A wool sweater through the laundry shrinks. But why don’t sheep shrink in the rain? It is all about friction. Wool fibers are covered in overlapping scales that run the length of each fiber. These scales make it easier for the fiber to slide in one direction. This one-way resistance becomes problematic when a wool sweater gets thrown into the washing machine and tossed around.
As each fiber rubs against its scales, it acts like little ratchets. It only allows the fiber to move in one direction. The water worsens by causing the fibers to swell, bringing them closer to contact. By softening the scales, they become floppy enough but not so floppy that they can give way and allow the fibers to move past each other.
Why don’t sheep shrink when it rains? (Wool Facts)
Here are a few reasons why sheep’s wool may seem to change when wet:
Absorption of Water: Wool has a high capacity to absorb water. When it rains, the wool fibers can soak up moisture, becoming heavier and sagging due to the added weight. This can make the sheep’s fleece appear compressed or flattened.
Loss of Loft: Wool fibers have natural crimps and scales, giving them volume and loft when dry. When the wool becomes wet, the scales can become temporarily flattened, reducing the natural loft and making the wool appear more compact.
Matting and Clumping: Wet wool tends to clump together and become matted. The fibers can stick together, especially if the sheep’s fleece is dirty or contains natural oils. This matting can make the wool appear denser and less fluffy.
The structure of wool also complicates things. It has little jagged structures called cuticles all over its surface. They like to latch onto things like other wool fibers. The cuticles don’t bother the sheep. They hold the fiber to stay attached to its skin but turn them into the fabric.
When sheep get caught in the rain, the fibers in their thick coats swell, and their scales soften too. As a result, their wool doesn’t get tossed around enough for the ratchet effect to cause it to tighten. Heat also exacerbates the ratchet effect. Throughout the wash and dry cycle, the millions of tiny ratchets on the thousands of individual fibers in the wool sweater draw the fabric into a tighter and tighter configuration. As a result, it shrinks the overall size of the sweater.
- The shrinking of woolen clothes results from a process known as felting.
Wool is made up of amino acids and protein’s building blocks. Like human hair or fingernails, wool that grows on a sheep is keratinized, meaning hardened. Wool fibers on a sheep have flat, overlapping scales pointing away from the sheep’s body. However, when these fibers get processed and turned into clothes, they get stretched out, and the scales can then point in any random direction as it all gets mixed up.
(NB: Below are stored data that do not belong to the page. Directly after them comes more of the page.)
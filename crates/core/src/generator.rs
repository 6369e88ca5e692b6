//! Procedural question generation for the arithmetic subjects.

use rand::Rng;

use crate::model::{Question, SubjectConfig};

/// Produce exactly `count` questions within the operand bounds of `config`.
///
/// Questions are drawn independently, so repeats are possible.
pub fn generate<R: Rng + ?Sized>(
    count: usize,
    config: &SubjectConfig,
    rng: &mut R,
) -> Vec<Question> {
    (0..count).map(|_| generate_one(config, rng)).collect()
}

/// Draw a single question.
pub fn generate_one<R: Rng + ?Sized>(config: &SubjectConfig, rng: &mut R) -> Question {
    let (lhs_min, lhs_max) = config.lhs_bounds();
    let lhs = rng.random_range(lhs_min..=lhs_max);
    let (rhs_min, rhs_max) = config.rhs().bounds_for(lhs);
    let rhs = rng.random_range(rhs_min..=rhs_max);
    Question::new(config.subject(), lhs, rhs)
}

#[cfg(test)]
mod tests {
    use super::*;
    use crate::model::{RhsRange, Subject};
    use rand::SeedableRng;
    use rand::rngs::StdRng;

    #[test]
    fn produces_requested_count() {
        let mut rng = StdRng::seed_from_u64(1);
        for subject in Subject::ALL {
            let config = SubjectConfig::for_subject(subject);
            assert_eq!(generate(0, &config, &mut rng).len(), 0);
            assert_eq!(generate(17, &config, &mut rng).len(), 17);
        }
    }

    #[test]
    fn addition_stays_within_bounds() {
        let mut rng = StdRng::seed_from_u64(7);
        let config = SubjectConfig::for_subject(Subject::Addition);
        for q in generate(2_000, &config, &mut rng) {
            let (a, b) = q.operands();
            assert!((1..=10).contains(&a), "a = {a}");
            assert!(b >= 1, "b = {b}");
            assert!(a + b <= 19, "{a} + {b}");
            assert_eq!(q.answer(), a + b);
        }
    }

    #[test]
    fn multiplication_stays_within_bounds() {
        let mut rng = StdRng::seed_from_u64(11);
        let config = SubjectConfig::for_subject(Subject::Multiplication);
        for q in generate(2_000, &config, &mut rng) {
            let (a, b) = q.operands();
            assert!((1..=10).contains(&a));
            assert!((1..=10).contains(&b));
            assert_eq!(q.answer(), a * b);
        }
    }

    #[test]
    fn subtraction_never_goes_negative() {
        let mut rng = StdRng::seed_from_u64(13);
        let config = SubjectConfig::for_subject(Subject::Subtraction);
        for q in generate(2_000, &config, &mut rng) {
            let (a, b) = q.operands();
            assert!(a >= b, "{a} - {b}");
            assert!(q.answer() >= 0);
            assert!(q.answer() < config.distractor_range());
        }
    }

    #[test]
    fn honors_custom_fixed_range() {
        let mut rng = StdRng::seed_from_u64(3);
        let config = SubjectConfig::new(
            Subject::Multiplication,
            2,
            2,
            RhsRange::Fixed { min: 5, max: 5 },
            40,
            4,
        )
        .unwrap();
        let questions = generate(config.question_count(), &config, &mut rng);
        assert_eq!(questions.len(), 4);
        assert!(questions.iter().all(|q| q.prompt() == "2 × 5" && q.answer() == 10));
    }

    #[test]
    fn largest_accepted_product_generates() {
        let mut rng = StdRng::seed_from_u64(11);
        let config = SubjectConfig::new(
            Subject::Multiplication,
            46_000,
            46_340,
            RhsRange::Fixed {
                min: 46_000,
                max: 46_340,
            },
            100,
            50,
        )
        .unwrap();
        for q in generate(config.question_count(), &config, &mut rng) {
            let (a, b) = q.operands();
            assert_eq!(i64::from(q.answer()), i64::from(a) * i64::from(b));
        }
    }
}
use std::collections::HashSet;

use thiserror::Error;

/// Number of options offered for every question.
pub const CHOICE_COUNT: usize = 4;

#[derive(Debug, Error, Clone, PartialEq, Eq)]
#[non_exhaustive]
pub enum ChoiceSetError {
    #[error("duplicate option {0}")]
    Duplicate(i32),
}

/// Ordered multiple-choice options for one question, all distinct.
#[derive(Debug, Clone, PartialEq, Eq)]
pub struct ChoiceSet([i32; CHOICE_COUNT]);

impl ChoiceSet {
    /// Wrap four values as a choice set.
    ///
    /// # Errors
    ///
    /// Returns `ChoiceSetError::Duplicate` if any value appears twice.
    pub fn new(values: [i32; CHOICE_COUNT]) -> Result<Self, ChoiceSetError> {
        let mut seen = HashSet::with_capacity(CHOICE_COUNT);
        for value in values {
            if !seen.insert(value) {
                return Err(ChoiceSetError::Duplicate(value));
            }
        }
        Ok(Self(values))
    }

    pub(crate) fn from_distinct(values: [i32; CHOICE_COUNT]) -> Self {
        debug_assert!(Self::new(values).is_ok());
        Self(values)
    }

    #[must_use]
    pub fn as_slice(&self) -> &[i32] {
        &self.0
    }

    #[must_use]
    pub fn contains(&self, value: i32) -> bool {
        self.0.contains(&value)
    }

    #[must_use]
    pub fn position(&self, value: i32) -> Option<usize> {
        self.0.iter().position(|v| *v == value)
    }

    #[must_use]
    pub fn get(&self, index: usize) -> Option<i32> {
        self.0.get(index).copied()
    }

    pub fn iter(&self) -> impl Iterator<Item = i32> + '_ {
        self.0.iter().copied()
    }
}

#[cfg(test)]
mod tests {
    use super::*;

    #[test]
    fn rejects_duplicates() {
        assert_eq!(
            ChoiceSet::new([1, 2, 2, 3]),
            Err(ChoiceSetError::Duplicate(2))
        );
    }

    #[test]
    fn lookups_follow_order() {
        let set = ChoiceSet::new([9, 4, 7, 0]).unwrap();
        assert_eq!(set.position(7), Some(2));
        assert_eq!(set.get(0), Some(9));
        assert_eq!(set.get(4), None);
        assert!(!set.contains(5));
    }
}
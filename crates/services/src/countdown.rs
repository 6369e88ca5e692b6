use std::time::Duration;

use tokio::sync::mpsc;
use tokio::task::JoinHandle;
use tokio::time::{self, Instant, MissedTickBehavior};

/// Periodic one-second (by default) ticker feeding a single consumer.
///
/// The ticking task stops when the countdown is cancelled or dropped, so an
/// abandoned quiz never leaves a timer running.
pub struct Countdown {
    ticks: mpsc::Receiver<()>,
    task: JoinHandle<()>,
    cancelled: bool,
}

impl Countdown {
    pub const PERIOD: Duration = Duration::from_secs(1);

    /// Spawn the ticking task on the current tokio runtime.
    ///
    /// # Panics
    ///
    /// Panics if called outside a tokio runtime.
    #[must_use]
    pub fn start(period: Duration) -> Self {
        let (tx, ticks) = mpsc::channel(1);
        let task = tokio::spawn(async move {
            let mut interval = time::interval_at(Instant::now() + period, period);
            interval.set_missed_tick_behavior(MissedTickBehavior::Delay);
            loop {
                interval.tick().await;
                if tx.send(()).await.is_err() {
                    break;
                }
            }
        });
        Self {
            ticks,
            task,
            cancelled: false,
        }
    }

    /// Wait for the next tick. `None` once cancelled.
    pub async fn tick(&mut self) -> Option<()> {
        if self.cancelled {
            return None;
        }
        self.ticks.recv().await
    }

    /// Stop ticking. Calling it again is a no-op.
    pub fn cancel(&mut self) {
        if self.cancelled {
            return;
        }
        self.cancelled = true;
        self.task.abort();
        self.ticks.close();
    }

    #[must_use]
    pub fn is_cancelled(&self) -> bool {
        self.cancelled
    }
}

impl Drop for Countdown {
    fn drop(&mut self) {
        self.task.abort();
    }
}
//! Memory-match puzzle: pair each problem tile with the tile holding its answer.

use std::collections::HashSet;

use rand::SeedableRng;
use rand::rngs::StdRng;
use rand::seq::SliceRandom;
use thiserror::Error;

use crate::model::Question;

/// Problems dealt by [`MatchPuzzle::standard`].
pub const DEFAULT_PAIRS: [(&str, i32); 6] = [
    ("3 + 4", 7),
    ("2 × 3", 6),
    ("5 + 4", 9),
    ("6 × 2", 12),
    ("8 + 3", 11),
    ("7 × 2", 14),
];

#[derive(Debug, Error, Clone, PartialEq, Eq)]
#[non_exhaustive]
pub enum PuzzleError {
    #[error("puzzle needs at least one pair")]
    Empty,

    #[error("unknown tile {0:?}")]
    UnknownTile(TileId),
}

#[derive(Debug, Clone, Copy, PartialEq, Eq, Hash, PartialOrd, Ord)]
pub struct TileId(u32);

impl TileId {
    #[must_use]
    pub fn value(self) -> u32 {
        self.0
    }
}

#[derive(Debug, Clone, Copy, PartialEq, Eq)]
pub enum TileKind {
    Problem,
    Answer,
}

#[derive(Debug, Clone, PartialEq, Eq)]
pub struct Tile {
    id: TileId,
    kind: TileKind,
    label: String,
    answer: i32,
}

impl Tile {
    #[must_use]
    pub fn id(&self) -> TileId {
        self.id
    }

    #[must_use]
    pub fn kind(&self) -> TileKind {
        self.kind
    }

    #[must_use]
    pub fn label(&self) -> &str {
        &self.label
    }

    #[must_use]
    pub fn answer(&self) -> i32 {
        self.answer
    }

    /// One problem and one answer tile with the same value.
    #[must_use]
    pub fn matches(&self, other: &Tile) -> bool {
        self.kind != other.kind && self.answer == other.answer
    }
}

#[derive(Debug, Clone, Copy, PartialEq, Eq)]
pub enum FlipOutcome {
    /// Tile was already face up, matched, or the puzzle is solved.
    Ignored,
    /// First tile of a pair is now face up.
    Revealed(TileId),
    Matched(TileId, TileId),
    /// Both tiles turn face down again.
    Mismatched(TileId, TileId),
}

pub struct MatchPuzzle {
    pairs: Vec<(String, i32)>,
    tiles: Vec<Tile>,
    revealed: Option<TileId>,
    matched: HashSet<TileId>,
    attempts: u32,
    rng: StdRng,
}

impl MatchPuzzle {
    /// Puzzle over [`DEFAULT_PAIRS`].
    #[must_use]
    pub fn standard() -> Self {
        let pairs = DEFAULT_PAIRS
            .iter()
            .map(|(problem, answer)| ((*problem).to_string(), *answer))
            .collect();
        Self::build(pairs, StdRng::from_rng(&mut rand::rng()))
    }

    /// Puzzle over the given problem/answer pairs, shuffled with `seed`.
    ///
    /// # Errors
    ///
    /// Returns `PuzzleError::Empty` if `pairs` is empty.
    pub fn with_pairs(pairs: Vec<(String, i32)>, seed: u64) -> Result<Self, PuzzleError> {
        if pairs.is_empty() {
            return Err(PuzzleError::Empty);
        }
        Ok(Self::build(pairs, StdRng::seed_from_u64(seed)))
    }

    /// Puzzle built from generated quiz questions.
    ///
    /// # Errors
    ///
    /// Returns `PuzzleError::Empty` if `questions` is empty.
    pub fn from_questions(questions: &[Question], seed: u64) -> Result<Self, PuzzleError> {
        let pairs = questions
            .iter()
            .map(|q| (q.prompt().to_string(), q.answer()))
            .collect();
        Self::with_pairs(pairs, seed)
    }

    fn build(pairs: Vec<(String, i32)>, rng: StdRng) -> Self {
        let mut puzzle = Self {
            pairs,
            tiles: Vec::new(),
            revealed: None,
            matched: HashSet::new(),
            attempts: 0,
            rng,
        };
        puzzle.reset();
        puzzle
    }

    /// Deal a fresh shuffled board and clear all progress.
    pub fn reset(&mut self) {
        let mut tiles = Vec::with_capacity(self.pairs.len() * 2);
        let mut next_id = 0_u32;
        for (problem, answer) in &self.pairs {
            tiles.push(Tile {
                id: TileId(next_id),
                kind: TileKind::Problem,
                label: problem.clone(),
                answer: *answer,
            });
            tiles.push(Tile {
                id: TileId(next_id + 1),
                kind: TileKind::Answer,
                label: answer.to_string(),
                answer: *answer,
            });
            next_id += 2;
        }
        tiles.shuffle(&mut self.rng);

        self.tiles = tiles;
        self.revealed = None;
        self.matched.clear();
        self.attempts = 0;
    }

    /// Turn a tile face up; the second flip of a pair counts one attempt.
    ///
    /// # Errors
    ///
    /// Returns `PuzzleError::UnknownTile` if `id` is not on the board.
    pub fn flip(&mut self, id: TileId) -> Result<FlipOutcome, PuzzleError> {
        if self.tile(id).is_none() {
            return Err(PuzzleError::UnknownTile(id));
        }
        if self.is_solved() || self.matched.contains(&id) || self.revealed == Some(id) {
            return Ok(FlipOutcome::Ignored);
        }

        let Some(first) = self.revealed.take() else {
            self.revealed = Some(id);
            return Ok(FlipOutcome::Revealed(id));
        };

        self.attempts += 1;
        let is_match = match (self.tile(first), self.tile(id)) {
            (Some(a), Some(b)) => a.matches(b),
            _ => false,
        };
        if is_match {
            self.matched.insert(first);
            self.matched.insert(id);
            Ok(FlipOutcome::Matched(first, id))
        } else {
            Ok(FlipOutcome::Mismatched(first, id))
        }
    }

    #[must_use]
    pub fn tiles(&self) -> &[Tile] {
        &self.tiles
    }

    #[must_use]
    pub fn tile(&self, id: TileId) -> Option<&Tile> {
        self.tiles.iter().find(|t| t.id == id)
    }

    #[must_use]
    pub fn is_face_up(&self, id: TileId) -> bool {
        self.revealed == Some(id) || self.matched.contains(&id)
    }

    #[must_use]
    pub fn is_matched(&self, id: TileId) -> bool {
        self.matched.contains(&id)
    }

    #[must_use]
    pub fn attempts(&self) -> u32 {
        self.attempts
    }

    #[must_use]
    pub fn is_solved(&self) -> bool {
        !self.tiles.is_empty() && self.matched.len() == self.tiles.len()
    }
}
#![forbid(unsafe_code)]

pub mod app_services;
pub mod chat_service;
pub mod countdown;
pub mod error;
pub mod progress_service;
pub mod quiz_service;

pub use app_services::AppServices;
pub use chat_service::{ChatConfig, ChatService};
pub use countdown::Countdown;
pub use error::{AppServicesError, ChatError, ProgressError, QuizServiceError};
pub use progress_service::{ProgressService, SubjectProgress};
pub use quiz_service::{QuizRun, QuizService};
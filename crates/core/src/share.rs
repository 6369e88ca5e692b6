use std::fmt;

use url::Url;

use crate::model::Subject;
use crate::session::{QuizMode, QuizSession};

pub const SHARE_INTENT_URL: &str = "https://twitter.com/intent/tweet";

/// Shareable result of a finished quiz.
#[derive(Debug, Clone, PartialEq, Eq)]
pub struct ShareSummary {
    subject: Subject,
    score: u32,
    total: u32,
    remaining_seconds: Option<u32>,
}

impl ShareSummary {
    /// Summary of an ended session; `None` while the session is still running.
    #[must_use]
    pub fn from_session(session: &QuizSession) -> Option<Self> {
        let record = session.score_record()?;
        let remaining_seconds = match session.mode() {
            Some(QuizMode::Timed) => session.remaining_seconds(),
            _ => None,
        };
        Some(Self {
            subject: session.subject(),
            score: record.score(),
            total: record.total(),
            remaining_seconds,
        })
    }

    #[must_use]
    pub fn text(&self) -> String {
        self.to_string()
    }

    /// Tweet-intent URL carrying the form-encoded summary text.
    ///
    /// # Errors
    ///
    /// Returns `url::ParseError` if the intent base URL cannot be parsed.
    pub fn intent_url(&self) -> Result<Url, url::ParseError> {
        Url::parse_with_params(SHARE_INTENT_URL, &[("text", self.text())])
    }
}

impl fmt::Display for ShareSummary {
    fn fmt(&self, f: &mut fmt::Formatter<'_>) -> fmt::Result {
        write!(
            f,
            "I scored {} out of {} on the {} Quiz!",
            self.score,
            self.total,
            self.subject.title()
        )?;
        if let Some(seconds) = self.remaining_seconds {
            write!(f, " Time Left: {seconds}s")?;
        }
        f.write_str(" #MathQuiz #MyScore")
    }
}
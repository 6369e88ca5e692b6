use std::fmt;
use std::str::FromStr;

use serde::{Deserialize, Serialize};
use thiserror::Error;

//
// ─── ERRORS ────────────────────────────────────────────────────────────────────
//

#[derive(Debug, Error, Clone, PartialEq, Eq)]
#[non_exhaustive]
pub enum SubjectConfigError {
    #[error("question count must be > 0")]
    InvalidQuestionCount,

    #[error("left operand range {min}..={max} is empty")]
    InvalidOperandRange { min: i32, max: i32 },

    #[error("right operand range {min}..={max} is empty")]
    InvalidRhsRange { min: i32, max: i32 },

    #[error("sum cap {cap} leaves no room for a right operand when the left operand is {lhs_max}")]
    InvalidSumCap { cap: i32, lhs_max: i32 },

    #[error("right operand bounded by the left operand needs a left operand >= 1")]
    InvalidDifferenceBounds,

    #[error("distractor range must be > 0")]
    InvalidDistractorRange,

    #[error("operand bounds allow answers outside the i32 range")]
    AnswerOverflow,
}

#[derive(Debug, Error, Clone, PartialEq, Eq)]
#[error("unknown subject: {0}")]
pub struct UnknownSubject(pub String);

//
// ─── SUBJECT ───────────────────────────────────────────────────────────────────
//

/// One of the arithmetic operations a quiz can drill.
#[derive(Debug, Clone, Copy, PartialEq, Eq, Hash, Serialize, Deserialize)]
#[serde(rename_all = "lowercase")]
pub enum Subject {
    Addition,
    Subtraction,
    Multiplication,
}

impl Subject {
    pub const ALL: [Subject; 3] = [
        Subject::Addition,
        Subject::Subtraction,
        Subject::Multiplication,
    ];

    #[must_use]
    pub fn as_str(self) -> &'static str {
        match self {
            Subject::Addition => "addition",
            Subject::Subtraction => "subtraction",
            Subject::Multiplication => "multiplication",
        }
    }

    /// Capitalized name used in user-facing copy ("Addition Quiz").
    #[must_use]
    pub fn title(self) -> &'static str {
        match self {
            Subject::Addition => "Addition",
            Subject::Subtraction => "Subtraction",
            Subject::Multiplication => "Multiplication",
        }
    }

    #[must_use]
    pub fn symbol(self) -> char {
        match self {
            Subject::Addition => '+',
            Subject::Subtraction => '-',
            Subject::Multiplication => '×',
        }
    }

    /// Key under which the last score for this subject is persisted.
    #[must_use]
    pub fn score_key(self) -> String {
        format!("{}Score", self.as_str())
    }

    /// `lhs op rhs`, `None` if the result does not fit in `i32`.
    #[must_use]
    pub fn checked_apply(self, lhs: i32, rhs: i32) -> Option<i32> {
        match self {
            Subject::Addition => lhs.checked_add(rhs),
            Subject::Subtraction => lhs.checked_sub(rhs),
            Subject::Multiplication => lhs.checked_mul(rhs),
        }
    }

    /// `lhs op rhs` for operands drawn from a validated [`SubjectConfig`].
    #[must_use]
    pub fn apply(self, lhs: i32, rhs: i32) -> i32 {
        match self {
            Subject::Addition => lhs + rhs,
            Subject::Subtraction => lhs - rhs,
            Subject::Multiplication => lhs * rhs,
        }
    }
}

impl fmt::Display for Subject {
    fn fmt(&self, f: &mut fmt::Formatter<'_>) -> fmt::Result {
        f.write_str(self.as_str())
    }
}

impl FromStr for Subject {
    type Err = UnknownSubject;

    fn from_str(raw: &str) -> Result<Self, Self::Err> {
        match raw.trim().to_ascii_lowercase().as_str() {
            "addition" | "add" | "+" => Ok(Subject::Addition),
            "subtraction" | "sub" | "-" => Ok(Subject::Subtraction),
            "multiplication" | "mul" | "x" | "×" => Ok(Subject::Multiplication),
            _ => Err(UnknownSubject(raw.to_string())),
        }
    }
}

//
// ─── CONFIG ────────────────────────────────────────────────────────────────────
//

/// How the right operand is drawn once the left operand is known.
#[derive(Debug, Clone, Copy, PartialEq, Eq)]
pub enum RhsRange {
    /// Uniform over `min..=max`, independent of the left operand.
    Fixed { min: i32, max: i32 },
    /// Uniform over `1..=cap - lhs`, keeping `lhs + rhs <= cap`.
    SumAtMost { cap: i32 },
    /// Uniform over `1..=lhs`, keeping `lhs - rhs >= 0`.
    AtMostLhs,
}

impl RhsRange {
    /// Inclusive bounds of the right operand for a given left operand.
    #[must_use]
    pub fn bounds_for(self, lhs: i32) -> (i32, i32) {
        match self {
            RhsRange::Fixed { min, max } => (min, max),
            RhsRange::SumAtMost { cap } => (1, cap.saturating_sub(lhs)),
            RhsRange::AtMostLhs => (1, lhs),
        }
    }
}

/// Parameters of one quiz subject: operand bounds, distractor range, quiz length.
///
/// Values are validated on construction so generation never has to fail.
#[derive(Debug, Clone, PartialEq, Eq)]
pub struct SubjectConfig {
    subject: Subject,
    lhs_min: i32,
    lhs_max: i32,
    rhs: RhsRange,
    distractor_range: i32,
    question_count: usize,
}

impl SubjectConfig {
    pub const DEFAULT_QUESTION_COUNT: usize = 3;

    /// Build a validated configuration.
    ///
    /// # Errors
    ///
    /// Returns `SubjectConfigError` if any operand range is empty, an answer
    /// could overflow `i32`, the distractor range is not positive, or the
    /// question count is zero.
    pub fn new(
        subject: Subject,
        lhs_min: i32,
        lhs_max: i32,
        rhs: RhsRange,
        distractor_range: i32,
        question_count: usize,
    ) -> Result<Self, SubjectConfigError> {
        if question_count == 0 {
            return Err(SubjectConfigError::InvalidQuestionCount);
        }
        if lhs_min > lhs_max {
            return Err(SubjectConfigError::InvalidOperandRange {
                min: lhs_min,
                max: lhs_max,
            });
        }
        let (rhs_min, rhs_max) = rhs_extent(rhs, lhs_min, lhs_max)?;
        // Every answer lies inside the bounding box, so its corners bound the results.
        for lhs in [lhs_min, lhs_max] {
            for rhs in [rhs_min, rhs_max] {
                subject
                    .checked_apply(lhs, rhs)
                    .ok_or(SubjectConfigError::AnswerOverflow)?;
            }
        }
        if distractor_range <= 0 {
            return Err(SubjectConfigError::InvalidDistractorRange);
        }

        Ok(Self {
            subject,
            lhs_min,
            lhs_max,
            rhs,
            distractor_range,
            question_count,
        })
    }

    /// Default bounds for each subject.
    ///
    /// - addition: `a` in 1..=10, `b` keeps the sum at most 19, distractors from 0..20
    /// - subtraction: `a` in 1..=19, `b` in 1..=a, distractors from 0..20
    /// - multiplication: `a`, `b` in 1..=10, distractors from 0..100
    #[must_use]
    pub fn for_subject(subject: Subject) -> Self {
        let (lhs_min, lhs_max, rhs, distractor_range) = match subject {
            Subject::Addition => (1, 10, RhsRange::SumAtMost { cap: 19 }, 20),
            Subject::Subtraction => (1, 19, RhsRange::AtMostLhs, 20),
            Subject::Multiplication => (1, 10, RhsRange::Fixed { min: 1, max: 10 }, 100),
        };
        Self {
            subject,
            lhs_min,
            lhs_max,
            rhs,
            distractor_range,
            question_count: Self::DEFAULT_QUESTION_COUNT,
        }
    }

    /// Same configuration with a different quiz length.
    ///
    /// # Errors
    ///
    /// Returns `SubjectConfigError::InvalidQuestionCount` if `count` is zero.
    pub fn with_question_count(mut self, count: usize) -> Result<Self, SubjectConfigError> {
        if count == 0 {
            return Err(SubjectConfigError::InvalidQuestionCount);
        }
        self.question_count = count;
        Ok(self)
    }

    #[must_use]
    pub fn subject(&self) -> Subject {
        self.subject
    }

    #[must_use]
    pub fn lhs_bounds(&self) -> (i32, i32) {
        (self.lhs_min, self.lhs_max)
    }

    #[must_use]
    pub fn rhs(&self) -> RhsRange {
        self.rhs
    }

    #[must_use]
    pub fn distractor_range(&self) -> i32 {
        self.distractor_range
    }

    #[must_use]
    pub fn question_count(&self) -> usize {
        self.question_count
    }
}

/// Smallest and largest right operand over every allowed left operand.
fn rhs_extent(
    rhs: RhsRange,
    lhs_min: i32,
    lhs_max: i32,
) -> Result<(i32, i32), SubjectConfigError> {
    match rhs {
        RhsRange::Fixed { min, max } if min > max => {
            Err(SubjectConfigError::InvalidRhsRange { min, max })
        }
        RhsRange::Fixed { min, max } => Ok((min, max)),
        RhsRange::SumAtMost { cap } => {
            let widest = cap
                .checked_sub(lhs_min)
                .ok_or(SubjectConfigError::AnswerOverflow)?;
            let narrowest = cap
                .checked_sub(lhs_max)
                .ok_or(SubjectConfigError::AnswerOverflow)?;
            if narrowest < 1 {
                return Err(SubjectConfigError::InvalidSumCap { cap, lhs_max });
            }
            Ok((1, widest))
        }
        RhsRange::AtMostLhs if lhs_min < 1 => Err(SubjectConfigError::InvalidDifferenceBounds),
        RhsRange::AtMostLhs => Ok((1, lhs_max)),
    }
}

#[cfg(test)]
mod tests {
    use super::*;

    #[test]
    fn score_keys_match_persisted_layout() {
        assert_eq!(Subject::Addition.score_key(), "additionScore");
        assert_eq!(Subject::Subtraction.score_key(), "subtractionScore");
        assert_eq!(Subject::Multiplication.score_key(), "multiplicationScore");
    }

    #[test]
    fn parses_subject_aliases() {
        assert_eq!("Addition".parse::<Subject>(), Ok(Subject::Addition));
        assert_eq!(" sub ".parse::<Subject>(), Ok(Subject::Subtraction));
        assert_eq!("×".parse::<Subject>(), Ok(Subject::Multiplication));
        assert!("division".parse::<Subject>().is_err());
    }

    #[test]
    fn defaults_validate() {
        for subject in Subject::ALL {
            let config = SubjectConfig::for_subject(subject);
            let (min, max) = config.lhs_bounds();
            let rebuilt = SubjectConfig::new(
                subject,
                min,
                max,
                config.rhs(),
                config.distractor_range(),
                config.question_count(),
            );
            assert_eq!(rebuilt, Ok(config));
        }
    }

    #[test]
    fn rejects_sum_cap_without_room() {
        let err = SubjectConfig::new(
            Subject::Addition,
            1,
            10,
            RhsRange::SumAtMost { cap: 10 },
            20,
            3,
        )
        .unwrap_err();
        assert_eq!(err, SubjectConfigError::InvalidSumCap { cap: 10, lhs_max: 10 });
    }

    #[test]
    fn rejects_zero_questions() {
        let err = SubjectConfig::for_subject(Subject::Addition)
            .with_question_count(0)
            .unwrap_err();
        assert_eq!(err, SubjectConfigError::InvalidQuestionCount);
    }

    #[test]
    fn rejects_products_that_overflow() {
        let err = SubjectConfig::new(
            Subject::Multiplication,
            100_000,
            100_000,
            RhsRange::Fixed {
                min: 100_000,
                max: 100_000,
            },
            100,
            1,
        )
        .unwrap_err();
        assert_eq!(err, SubjectConfigError::AnswerOverflow);

        let wide = SubjectConfig::new(
            Subject::Multiplication,
            1,
            40_000,
            RhsRange::Fixed { min: 1, max: 40_000 },
            100,
            1,
        );
        assert!(wide.is_ok());
    }

    #[test]
    fn sum_cap_near_i32_max_is_rejected_without_panicking() {
        let err = SubjectConfig::new(
            Subject::Addition,
            -5,
            -1,
            RhsRange::SumAtMost { cap: i32::MAX },
            20,
            1,
        )
        .unwrap_err();
        assert_eq!(err, SubjectConfigError::AnswerOverflow);
    }

    #[test]
    fn negative_bounds_that_fit_are_accepted() {
        let config = SubjectConfig::new(
            Subject::Subtraction,
            -50,
            50,
            RhsRange::Fixed { min: -50, max: 50 },
            20,
            3,
        )
        .unwrap();
        assert_eq!(config.lhs_bounds(), (-50, 50));
        assert_eq!(Subject::Subtraction.checked_apply(i32::MIN, 1), None);
        assert_eq!(Subject::Addition.checked_apply(2, 3), Some(5));
    }
}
When we wash clothes, the fibers start rubbing against each other. The scales touch and often interlock. It does not allow the fibers to slide back to their original position. Imagine hundreds of fibers doing this. That’s called felting. That’s why you end up with a smaller cloth that looks shrunk.
As sheep have unprocessed wool on their bodies, the scales in the fiber are all pointing in the same direction. This means they don’t get tangled and interlocked in one place. No felting, no shrinking. Furthermore, wool on sheep is almost unrecognizable if you compare it to the fiber in our clothes. Their wool is covered in dirt, sweat, field debris, and whatnot. All of this comprises around 70 percent of the raw wool’s weight.
Sheep also produce a natural oily substance called lanolin. It covers their coats, acting as a lubricant, preventing fibers from locking together. Also, it repels water, so sheep are more or less waterproof.
For the same reason, dogs, cats, and humans with a lot of hair don’t shrink when wet in the rain. Again, it is because the fibers all run in the same direction.